Les lignes sont certainement floues, c’est le moins que l’on puisse dire. « Un grand nombre des principaux acteurs du secteur privé sont des membres de la famille royale régnante« , explique Ulrichsen. « Il y a de grands hommes d’affaires en Arabie saoudite qui ont fait fortune en accédant aux contrats de l’État, et pour cela, vous comptez sur l’accès et le contact avec les décideurs de haut niveau. »
« Même si vous êtes un conglomérat d’entreprises, vous pouvez avoir des membres de la famille royale qui siègent au conseil d’administration, ostensiblement à titre privé, mais aussi en mesure d’accéder à d’autres personnalités qui peuvent prendre des décisions et envoyer des contrats vers vous. »
Cette explication, pour le moins, brouille les pistes concernant la séparation de l’État et des investissements privés.

« Il n’y a pas beaucoup de différence entre l’État et le secteur privé, certainement pas ce que l’on s’attendrait à voir aux États-Unis ou au Royaume-Uni« , ajoute Ulrichsen.
Chadwick souligne comment la réforme économique en Arabie saoudite, plus généralement, « encourage l’investissement privé » dans ce qui pourrait être considéré comme un signe de séparation et de progression économique. Mais il ajoute qu’un « brouillage des lignes a causé des problèmes parce qu’un soutien et des investissements publics aussi étendus évincent d’autres formes d’investissement et de dépenses« .
« Cela engendre à son tour l’inefficacité. Au cours des sept ou huit dernières années, le gouvernement saoudien et la Fédération saoudienne de football ont essayé de se débarrasser des investissements publics dans le football saoudien. Le gouvernement saoudien est notamment intervenu pour effacer toutes les dettes des clubs de la Saudi Pro League. »
> Lire aussi
Le prix de vente de Manchester United fixé à 4.3 milliards d’euros, Dubaï prêt à faire une OPA !
« C’est un microcosme de l’économie dans son ensemble, et cela a un impact sur la compétitivité de l’Arabie saoudite. Essentiellement, les subventions et le contrôle de l’État sapent le secteur privé. »

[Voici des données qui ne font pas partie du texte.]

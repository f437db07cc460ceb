//! Recording mock host shared by the integration tests.
//!
//! Every collaborator writes to one journal so tests can assert cross-component ordering.

#![allow(dead_code)]

use std::sync::atomic::{AtomicUsize, Ordering};
use std::sync::{Arc, Mutex};

use spout_sender::output::TextureSender;
use spout_sender_core::bus::LocalDispatcher;
use spout_sender_core::host::{
    AovDescriptor, EventDispatcher, FrameListener, FrameResultToken, GpuResource, HostServices,
    SharedTexture, Stage, Subscription, TextureDesc, TextureFactory, TextureId, UpdateListener,
};
use spout_sender_core::{PixelFormat, SenderError};

pub type Journal = Arc<Mutex<Vec<String>>>;

fn note(journal: &Journal, entry: impl Into<String>) {
    journal.lock().unwrap().push(entry.into());
}

/// What the renderer produces for the `LdrColor` AOV.
#[derive(Debug, Clone, Copy, PartialEq, Eq)]
pub enum AovMode {
    Present(u64),
    Empty,
    NoResource,
}

pub const LDR_RESOURCE: u64 = 0x7f00_1000;

#[derive(Debug, Clone, Copy)]
pub struct Faults {
    pub factory: bool,
    pub factory_startup: bool,
    pub stage: bool,
    pub context: bool,
    pub engine_attached: bool,
    pub engine_attach: bool,
    pub texture_create: bool,
    pub dispatcher: bool,
    pub sender_open: bool,
    pub factory_panics: bool,
    pub sender_panics: bool,
}

impl Default for Faults {
    fn default() -> Self {
        Self {
            factory: true,
            factory_startup: true,
            stage: true,
            context: true,
            engine_attached: false,
            engine_attach: true,
            texture_create: true,
            dispatcher: true,
            sender_open: true,
            factory_panics: false,
            sender_panics: false,
        }
    }
}

pub struct MockHost {
    pub journal: Journal,
    pub bus: LocalDispatcher,
    pub aov: Arc<Mutex<AovMode>>,
    pub queries: Arc<AtomicUsize>,
    pub publishes: Arc<Mutex<Vec<(u64, u32, u32, PixelFormat)>>>,
    pub descs: Arc<Mutex<Vec<TextureDesc>>>,
}

impl MockHost {
    pub fn new() -> Self {
        Self {
            journal: Arc::default(),
            bus: LocalDispatcher::new(),
            aov: Arc::new(Mutex::new(AovMode::Present(LDR_RESOURCE))),
            queries: Arc::default(),
            publishes: Arc::default(),
            descs: Arc::default(),
        }
    }

    pub fn services(&self, faults: Faults) -> HostServices {
        let events: Option<Arc<dyn EventDispatcher>> = if faults.dispatcher {
            Some(Arc::new(JournalDispatcher {
                bus: self.bus.clone(),
                journal: self.journal.clone(),
            }))
        } else {
            None
        };
        let factory: Option<Box<dyn TextureFactory>> = if faults.factory {
            Some(Box::new(MockFactory {
                journal: self.journal.clone(),
                aov: self.aov.clone(),
                queries: self.queries.clone(),
                descs: self.descs.clone(),
                startup_ok: faults.factory_startup,
                create_ok: faults.texture_create,
                panics: faults.factory_panics,
                next: 0,
            }))
        } else {
            None
        };
        let stage: Option<Arc<dyn Stage>> = if faults.stage {
            Some(Arc::new(MockStage {
                journal: self.journal.clone(),
                context: faults.context,
                attached: Mutex::new(faults.engine_attached),
                attach_ok: faults.engine_attach,
            }))
        } else {
            None
        };
        HostServices {
            events,
            factory,
            stage,
        }
    }

    pub fn sender(&self, faults: Faults) -> Box<dyn TextureSender> {
        Box::new(MockSender {
            journal: self.journal.clone(),
            publishes: self.publishes.clone(),
            open_ok: faults.sender_open,
            panics: faults.sender_panics,
        })
    }

    pub fn set_aov(&self, mode: AovMode) {
        *self.aov.lock().unwrap() = mode;
    }

    pub fn journal(&self) -> Vec<String> {
        self.journal.lock().unwrap().clone()
    }

    pub fn count(&self, entry: &str) -> usize {
        self.journal().iter().filter(|e| e.as_str() == entry).count()
    }

    pub fn publish_count(&self) -> usize {
        self.publishes.lock().unwrap().len()
    }

    pub fn query_count(&self) -> usize {
        self.queries.load(Ordering::SeqCst)
    }
}

struct JournalDispatcher {
    bus: LocalDispatcher,
    journal: Journal,
}

impl EventDispatcher for JournalDispatcher {
    fn observe_post_update(
        &self,
        name: &str,
        order: i32,
        listener: Arc<dyn UpdateListener>,
    ) -> Subscription {
        note(&self.journal, "subscribe update");
        let inner = self.bus.observe_post_update(name, order, listener);
        let journal = self.journal.clone();
        Subscription::new(name, move || {
            inner.release();
            note(&journal, "unsubscribe update");
        })
    }

    fn observe_drawable_changed(
        &self,
        name: &str,
        order: i32,
        texture: TextureId,
        listener: Arc<dyn FrameListener>,
    ) -> Subscription {
        note(&self.journal, "subscribe frame");
        let inner = self.bus.observe_drawable_changed(name, order, texture, listener);
        let journal = self.journal.clone();
        Subscription::new(name, move || {
            inner.release();
            note(&journal, "unsubscribe frame");
        })
    }
}

struct MockTexture {
    id: TextureId,
    desc: TextureDesc,
    aov: Arc<Mutex<AovMode>>,
    queries: Arc<AtomicUsize>,
}

impl SharedTexture for MockTexture {
    fn id(&self) -> TextureId {
        self.id
    }

    fn desc(&self) -> &TextureDesc {
        &self.desc
    }

    fn query_aovs(
        &self,
        _token: &FrameResultToken<'_>,
        name: &str,
        max_matches: usize,
    ) -> Vec<AovDescriptor> {
        self.queries.fetch_add(1, Ordering::SeqCst);
        if name != "LdrColor" || max_matches == 0 {
            return Vec::new();
        }
        match *self.aov.lock().unwrap() {
            AovMode::Present(raw) => vec![AovDescriptor {
                name: name.to_string(),
                resource: GpuResource::from_raw(raw),
            }],
            AovMode::NoResource => vec![AovDescriptor {
                name: name.to_string(),
                resource: None,
            }],
            AovMode::Empty => Vec::new(),
        }
    }
}

struct MockFactory {
    journal: Journal,
    aov: Arc<Mutex<AovMode>>,
    queries: Arc<AtomicUsize>,
    descs: Arc<Mutex<Vec<TextureDesc>>>,
    startup_ok: bool,
    create_ok: bool,
    panics: bool,
    next: u64,
}

impl TextureFactory for MockFactory {
    fn startup(&mut self) -> Result<(), SenderError> {
        if self.panics {
            panic!("factory exploded");
        }
        note(&self.journal, "factory startup");
        if self.startup_ok {
            Ok(())
        } else {
            Err(SenderError::FactoryStartup {
                msg: "no gpu".into(),
            })
        }
    }

    fn create_texture(
        &mut self,
        desc: &TextureDesc,
    ) -> Result<Arc<dyn SharedTexture>, SenderError> {
        note(&self.journal, "factory create");
        if !self.create_ok {
            return Err(SenderError::TextureCreate {
                name: desc.name.clone(),
                msg: "out of memory".into(),
            });
        }
        self.next += 1;
        self.descs.lock().unwrap().push(desc.clone());
        Ok(Arc::new(MockTexture {
            id: TextureId(self.next),
            desc: desc.clone(),
            aov: self.aov.clone(),
            queries: self.queries.clone(),
        }))
    }

    fn release_texture(&mut self, _texture: Arc<dyn SharedTexture>) {
        note(&self.journal, "factory release");
    }

    fn shutdown(&mut self) {
        note(&self.journal, "factory shutdown");
    }
}

struct MockStage {
    journal: Journal,
    context: bool,
    attached: Mutex<bool>,
    attach_ok: bool,
}

impl Stage for MockStage {
    fn active_context_name(&self) -> Option<String> {
        self.context.then(String::new)
    }

    fn is_engine_attached(&self, _engine_id: &str) -> bool {
        *self.attached.lock().unwrap()
    }

    fn attach_engine(&self, engine_id: &str) -> Result<(), SenderError> {
        note(&self.journal, format!("attach {engine_id}"));
        if !self.attach_ok {
            return Err(SenderError::EngineAttach {
                engine_id: engine_id.to_string(),
                msg: "renderer not installed".into(),
            });
        }
        *self.attached.lock().unwrap() = true;
        Ok(())
    }
}

struct MockSender {
    journal: Journal,
    publishes: Arc<Mutex<Vec<(u64, u32, u32, PixelFormat)>>>,
    open_ok: bool,
    panics: bool,
}

impl TextureSender for MockSender {
    fn backend_name(&self) -> &'static str {
        "mock"
    }

    fn open(&mut self, name: &str, _w: u32, _h: u32, _f: PixelFormat) -> anyhow::Result<()> {
        note(&self.journal, format!("sender open {name}"));
        anyhow::ensure!(self.open_ok, "sharing subsystem unavailable");
        Ok(())
    }

    fn publish(&mut self, r: GpuResource, w: u32, h: u32, f: PixelFormat) -> anyhow::Result<()> {
        if self.panics {
            panic!("sharing subsystem crashed");
        }
        self.publishes.lock().unwrap().push((r.raw(), w, h, f));
        Ok(())
    }

    fn close(&mut self) {
        note(&self.journal, "sender close");
    }
}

L’État interviendrait-il si un investisseur privé voulait acheter Liverpool ou United ?
En général, selon M. Chadwick, l’approbation du gouvernement serait nécessaire pour les organisations qui veulent investir en dehors de l’Arabie saoudite.
« Imaginons qu’un particulier saoudien achète Liverpool ou Manchester United, un membre du gouvernement saoudien devrait donner son accord, notamment parce qu’il s’agit d’une sortie de capitaux« , explique-t-il.
« Il ne fait aucun doute que l’État, à un moment ou à un autre, serait impliqué d’une manière ou d’une autre dans une offre potentielle pour Liverpool ou Manchester United. Nous ne parlons pas ici de décideurs économiques indépendants qui évaluent les opportunités sur la base de leurs propres mérites. Nous parlons d’économies et de pays dans lesquels l’État est omnipotent. »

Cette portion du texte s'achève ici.